---------- GIVEN RECORDS ----------
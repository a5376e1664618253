use super::executor::Param;
use super::store::{count_of, ShowStore};
use super::StoreError;
use crate::models::{Entry, HorseName, HorseNumber, Offset, RiderName, PAGE_SIZE};

const FIND_ENTRY: &str =
    "SELECT id, class_id, horse_id, horse_name, rider_name FROM entries WHERE id = $1";
const FIND_ENTRIES: &str = "SELECT id, class_id, horse_id, horse_name, rider_name FROM entries
     WHERE class_id = $1
     ORDER BY horse_id, id
     LIMIT $2 OFFSET $3";
const COUNT_ENTRIES: &str = "SELECT COUNT(*) AS count FROM entries WHERE class_id = $1";
const ADD_ENTRY: &str =
    "INSERT INTO entries (horse_id, horse_name, rider_name, class_id) VALUES ($1, $2, $3, $4)";
const EDIT_HORSE_NAME: &str = "UPDATE entries SET horse_name = $1 WHERE id = $2";
const EDIT_RIDER_NAME: &str = "UPDATE entries SET rider_name = $1 WHERE id = $2";
const DELETE_ENTRY: &str = "DELETE FROM entries WHERE id = $1";

impl ShowStore {
    pub async fn load_entry(&self, entry_id: i32) -> Result<Option<Entry>, StoreError> {
        let outcome = self.executor.fetch(FIND_ENTRY, &[entry_id.into()]).await?;
        Ok(outcome.first_as()?)
    }

    /// One page of a class's entries, by horse number
    pub async fn load_entries(&self, class_id: i32, offset: Offset) -> Result<Vec<Entry>, StoreError> {
        let outcome = self
            .executor
            .fetch(
                FIND_ENTRIES,
                &[class_id.into(), PAGE_SIZE.into(), offset.value().into()],
            )
            .await?;
        Ok(outcome.all_as()?)
    }

    pub async fn count_entries(&self, class_id: i32) -> Result<i64, StoreError> {
        let outcome = self.executor.fetch(COUNT_ENTRIES, &[class_id.into()]).await?;
        Ok(count_of(&outcome)?)
    }

    /// Enter a horse into a class. `Ok(false)` if the class is gone.
    pub async fn create_entry(
        &self,
        class_id: i32,
        horse_number: HorseNumber,
        horse_name: &HorseName,
        rider_name: &RiderName,
    ) -> Result<bool, StoreError> {
        let params: [Param; 4] = [
            horse_number.value().into(),
            horse_name.as_str().into(),
            rider_name.as_str().into(),
            class_id.into(),
        ];

        match self.executor.execute(ADD_ENTRY, &params).await {
            Ok(outcome) => {
                tracing::info!(actor = self.actor(), class_id, horse = horse_number.value(), "entry created");
                Ok(outcome.affected_any())
            }
            // The class was deleted between the caller's lookup and this insert
            Err(sqlx::Error::Database(e)) if e.is_foreign_key_violation() => Ok(false),
            Err(e) => Err(e.into()),
        }
    }

    /// Change the horse and rider names of an entry. The horse number stays.
    pub async fn edit_entry(
        &self,
        entry_id: i32,
        horse_name: &HorseName,
        rider_name: &RiderName,
    ) -> Result<bool, StoreError> {
        let edited = self
            .write_all(&[
                (EDIT_HORSE_NAME, vec![horse_name.as_str().into(), entry_id.into()]),
                (EDIT_RIDER_NAME, vec![rider_name.as_str().into(), entry_id.into()]),
            ])
            .await?;
        if edited {
            tracing::info!(actor = self.actor(), entry_id, "entry edited");
        }
        Ok(edited)
    }

    /// Scratch an entry
    pub async fn delete_entry(&self, entry_id: i32) -> Result<bool, StoreError> {
        let outcome = self.executor.execute(DELETE_ENTRY, &[entry_id.into()]).await?;
        if outcome.affected_any() {
            tracing::info!(actor = self.actor(), entry_id, "entry scratched");
        }
        Ok(outcome.affected_any())
    }
}

#[cfg(test)]
mod tests {
    use super::*;
    use crate::db::store::{test_store, ClassDeletePolicy};
    use crate::models::{ClassName, Page, PrizeMoney};
    use sqlx::PgPool;

    async fn green_hunters(store: &ShowStore) -> i32 {
        store
            .add_class(
                &ClassName::new("Green Hunters").unwrap(),
                PrizeMoney::parse("100").unwrap(),
            )
            .await
            .unwrap();
        store.sorted_classes(Page::default().offset()).await.unwrap()[0].id
    }

    async fn enter(store: &ShowStore, class_id: i32, number: &str, horse: &str, rider: &str) -> bool {
        store
            .create_entry(
                class_id,
                HorseNumber::parse(number).unwrap(),
                &HorseName::new(horse).unwrap(),
                &RiderName::new(rider).unwrap(),
            )
            .await
            .unwrap()
    }

    #[sqlx::test]
    #[ignore = "requires database"]
    async fn create_list_and_edit_entry(pool: PgPool) {
        let store = test_store(pool, ClassDeletePolicy::Cascade);
        let class_id = green_hunters(&store).await;

        assert!(enter(&store, class_id, "42", "Buttercup", "J. Smith").await);

        let entries = store.load_entries(class_id, Page::default().offset()).await.unwrap();
        assert_eq!(entries.len(), 1);
        let entry = &entries[0];
        assert_eq!(entry.horse_id, 42);
        assert_eq!(entry.horse_name, "Buttercup");
        assert_eq!(entry.rider_name, "J. Smith");
        assert_eq!(entry.class_id, class_id);

        assert!(store
            .edit_entry(
                entry.id,
                &HorseName::new("Clover").unwrap(),
                &RiderName::new("J. Smith").unwrap(),
            )
            .await
            .unwrap());

        let reloaded = store.load_entry(entry.id).await.unwrap().unwrap();
        assert_eq!(reloaded.horse_name, "Clover");
        assert_eq!(reloaded.rider_name, "J. Smith");
        assert_eq!(reloaded.horse_id, 42);
    }

    #[sqlx::test]
    #[ignore = "requires database"]
    async fn entries_ordered_by_horse_number_and_paged(pool: PgPool) {
        let store = test_store(pool, ClassDeletePolicy::Cascade);
        let class_id = green_hunters(&store).await;
        for number in ["7", "3", "99", "12", "1", "50"] {
            assert!(enter(&store, class_id, number, "Horse", "Rider").await);
        }

        let first = store.load_entries(class_id, Page::default().offset()).await.unwrap();
        let numbers: Vec<i32> = first.iter().map(|e| e.horse_id).collect();
        assert_eq!(numbers, vec![1, 3, 7, 12, 50]);

        let second = store
            .load_entries(class_id, Page::parse(Some("1")).unwrap().offset())
            .await
            .unwrap();
        assert_eq!(second.len(), 1);
        assert_eq!(second[0].horse_id, 99);

        assert_eq!(store.count_entries(class_id).await.unwrap(), 6);
    }

    #[sqlx::test]
    #[ignore = "requires database"]
    async fn entry_for_missing_class_is_false(pool: PgPool) {
        let store = test_store(pool, ClassDeletePolicy::Cascade);
        assert!(!enter(&store, 9_999_999, "42", "Buttercup", "J. Smith").await);
        assert_eq!(store.count_entries(9_999_999).await.unwrap(), 0);
    }

    #[sqlx::test]
    #[ignore = "requires database"]
    async fn edit_and_delete_missing_entry_are_false(pool: PgPool) {
        let store = test_store(pool, ClassDeletePolicy::Cascade);
        let horse = HorseName::new("Clover").unwrap();
        let rider = RiderName::new("J. Smith").unwrap();

        assert!(!store.edit_entry(9_999_999, &horse, &rider).await.unwrap());
        assert!(!store.delete_entry(9_999_999).await.unwrap());
        assert!(store.load_entry(9_999_999).await.unwrap().is_none());
    }

    #[sqlx::test]
    #[ignore = "requires database"]
    async fn scratch_entry(pool: PgPool) {
        let store = test_store(pool, ClassDeletePolicy::Cascade);
        let class_id = green_hunters(&store).await;
        enter(&store, class_id, "42", "Buttercup", "J. Smith").await;
        let entry_id = store.load_entries(class_id, Page::default().offset()).await.unwrap()[0].id;

        assert!(store.delete_entry(entry_id).await.unwrap());
        assert!(store.load_entry(entry_id).await.unwrap().is_none());
        assert!(!store.delete_entry(entry_id).await.unwrap());
    }

    #[sqlx::test]
    #[ignore = "requires database"]
    async fn failed_rider_write_keeps_horse_name(pool: PgPool) {
        let store = test_store(pool, ClassDeletePolicy::Cascade);
        let class_id = green_hunters(&store).await;
        enter(&store, class_id, "42", "Buttercup", "J. Smith").await;
        let entry_id = store.load_entries(class_id, Page::default().offset()).await.unwrap()[0].id;

        // 31 characters breaks the rider_name column limit
        let result = store
            .write_all(&[
                (EDIT_HORSE_NAME, vec!["Clover".into(), entry_id.into()]),
                (EDIT_RIDER_NAME, vec![Param::Text("r".repeat(31)), entry_id.into()]),
            ])
            .await;
        assert!(matches!(result, Err(StoreError::Sqlx(_))));

        let entry = store.load_entry(entry_id).await.unwrap().unwrap();
        assert_eq!(entry.horse_name, "Buttercup");
        assert_eq!(entry.rider_name, "J. Smith");
    }
}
----------
- WHAT TO DO -
Starting with the first line of the records above, give back each line exactly until the line with "const EDIT_HORSE_NAME: &str" has been given as well.

- RESPONSE TO THIS TASK -
repository a5376e1664618253
use super::executor::Param;
use super::store::{count_of, ShowStore};
use super::StoreError;
use crate::models::{Entry, HorseName, HorseNumber, Offset, RiderName, PAGE_SIZE};

const FIND_ENTRY: &str =
    "SELECT id, class_id, horse_id, horse_name, rider_name FROM entries WHERE id = $1";
const FIND_ENTRIES: &str = "SELECT id, class_id, horse_id, horse_name, rider_name FROM entries
     WHERE class_id = $1
     ORDER BY horse_id, id
     LIMIT $2 OFFSET $3";
const COUNT_ENTRIES: &str = "SELECT COUNT(*) AS count FROM entries WHERE class_id = $1";
const ADD_ENTRY: &str =
    "INSERT INTO entries (horse_id, horse_name, rider_name, class_id) VALUES ($1, $2, $3, $4)";
const EDIT_HORSE_NAME: &str = "UPDATE entries SET horse_name = $1 WHERE id = $2";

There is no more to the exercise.